А. А с какого времени в лагере Ди Пи?
Д. Как все – с 1945 и по сей момент.
А. А обратно на родину хотите?
Д. Ох… и не спрашивайте. До чего хочется на родину, на родимую сторонушку, что, кажется, босиком бы, в ночь бы, в ненастье побежал бы туда, ведь там у меня, господин Скрынинг, жена осталась, детишки. Чай, понимаете?
А. Очень хорошо понимаю. Так можно хоть завтра?
Д. С превеликим удовольствием, хоть и сегодня, если сегодня там сатанинская власть сгинет в тартарары! А покуда она там существует, потуда и разговору нет. Понятно?
А. Ну а куда бы хотели?
Д. В любую страну, только не в большевицкую! На любую работу, только не к большевикам.

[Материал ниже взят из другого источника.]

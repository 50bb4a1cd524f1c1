use rome_loader::model::Link;
use rome_loader::text::UnregisteredPolicy;
use rome_loader::{BatchPolicy, ErrorKind, HistoryLoader};
use std::fs;
use std::path::{Path, PathBuf};

fn character(id: u64, born: bool, father: Option<u64>) -> String {
    let mut out = format!("{} = {{\n\tname = \"Character{}\"\n", id, id);
    if let Some(father) = father {
        out.push_str(&format!("\tfather = {}\n", father));
    }
    if born {
        out.push_str("\t350.1.1 = { birth = yes }\n");
    }
    out.push_str("}\n");
    out
}

fn write(dir: &Path, name: &str, contents: &str) -> PathBuf {
    let path = dir.join(name);
    if let Some(parent) = path.parent() {
        fs::create_dir_all(parent).unwrap();
    }
    fs::write(&path, contents).unwrap();
    path
}

#[test]
fn loads_directory_recursively_in_path_order() {
    let dir = tempfile::tempdir().unwrap();
    write(dir.path(), "b.txt", &character(2, true, Some(1)));
    write(dir.path(), "a.txt", &(character(1, true, None) + &character(3, false, None)));
    write(dir.path(), "nested/c.txt", &character(4, true, Some(1)));
    write(dir.path(), "readme.md", "5 = { 350.1.1 = { birth = yes } }");

    let load = HistoryLoader::new().load_dir(dir.path()).unwrap();
    let ids: Vec<_> = load.characters.iter().map(|x| x.id).collect();
    assert_eq!(ids, vec![1, 2, 4]);
    assert_eq!(load.dropped.len(), 1);
    assert_eq!(load.dropped[0].id, 3);
    assert_eq!(load.characters.lookup(1).unwrap().children, vec![2, 4]);
    assert_eq!(load.characters.lookup(4).unwrap().father, Link::Pending(1));
}

#[test]
fn size_is_sum_of_valid_entities() {
    let dir = tempfile::tempdir().unwrap();
    let mut paths = Vec::new();
    let mut expected = 0;
    for file in 0..32u64 {
        let mut contents = String::new();
        for i in 0..50u64 {
            let id = file * 1000 + i;
            let born = i % 5 != 0;
            if born {
                expected += 1;
            }
            contents.push_str(&character(id, born, None));
        }
        paths.push(write(dir.path(), &format!("{:02}.txt", file), &contents));
    }

    let load = HistoryLoader::new().load_files(&paths).unwrap();
    assert_eq!(load.characters.len(), expected);
    assert_eq!(load.dropped.len(), 32 * 10);

    let ids: Vec<_> = load.characters.iter().map(|x| x.id).collect();
    let mut sorted = ids.clone();
    sorted.sort_unstable();
    assert_eq!(ids, sorted);
}

#[test]
fn duplicate_id_across_files() {
    let dir = tempfile::tempdir().unwrap();
    let a = write(dir.path(), "a.txt", &character(1, true, None));
    let b = write(dir.path(), "b.txt", &character(1, true, None));
    let err = HistoryLoader::new().load_files(&[a, b.clone()]).unwrap_err();
    match err.kind() {
        ErrorKind::File { path, cause } => {
            assert_eq!(path, &b);
            assert!(matches!(cause.kind(), ErrorKind::DuplicateId { id: 1, .. }));
        }
        kind => panic!("unexpected error {:?}", kind),
    }
}

#[test]
fn abort_returns_first_failure_in_file_order() {
    let dir = tempfile::tempdir().unwrap();
    let good = write(dir.path(), "a.txt", &character(1, true, None));
    let bad1 = write(dir.path(), "b.txt", "2 = { name = \"Broken\"");
    let bad2 = write(dir.path(), "c.txt", "3 = { 350.1.1 = { birth = yes }");
    let err = HistoryLoader::new()
        .load_files(&[good, bad1.clone(), bad2])
        .unwrap_err();
    match err.kind() {
        ErrorKind::File { path, cause } => {
            assert_eq!(path, &bad1);
            assert!(matches!(cause.kind(), ErrorKind::Eof { .. }));
        }
        kind => panic!("unexpected error {:?}", kind),
    }
}

#[test]
fn skip_policy_keeps_going() {
    let dir = tempfile::tempdir().unwrap();
    let good = write(dir.path(), "a.txt", &character(1, true, None));
    let bad = write(dir.path(), "b.txt", "2 = { name = \"Broken\"");
    let other = write(dir.path(), "c.txt", &character(3, true, Some(1)));
    let load = HistoryLoader::new()
        .batch_policy(BatchPolicy::Skip)
        .load_files(&[good, bad.clone(), other])
        .unwrap();
    assert_eq!(load.characters.len(), 2);
    assert_eq!(load.skipped, vec![bad]);
    assert_eq!(load.characters.lookup(1).unwrap().children, vec![3]);
}

#[test]
fn unregistered_keys_are_collected_across_files() {
    let dir = tempfile::tempdir().unwrap();
    let a = write(dir.path(), "a.txt", "1 = { mystery = 1 350.1.1 = { birth = yes } }");
    let b = write(dir.path(), "b.txt", "dynasty_notes = { } 2 = { 350.1.1 = { birth = yes } }");
    let load = HistoryLoader::new()
        .unregistered(UnregisteredPolicy::Collect)
        .load_files(&[a, b])
        .unwrap();
    assert!(load.ignored.contains("mystery"));
    assert!(load.ignored.contains("dynasty_notes"));
    assert_eq!(load.characters.len(), 2);
}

Тут весь мой сказ и последнее слово. Хорошее, серьёзное слово.
А. Я прекрасно вас понимаю. Вы нас тоже должны понять. Зачем «Абдул», зачем «кишлак», зачем вся эта шутка?
Д. Милый ты мой, господин Скрынинг! Не шутка это, а с перепугу всё делается, Не знаешь, что придумать, в какую нацию записаться, чтоб на красную живодёрню не попасть. Знаете вы, как мы все намучились, как настрадались-то. Ну, а ежели пошло на чистоту-на совесть, завтра приду с утра и расскажу всё без утайки, как на исповеди, можно?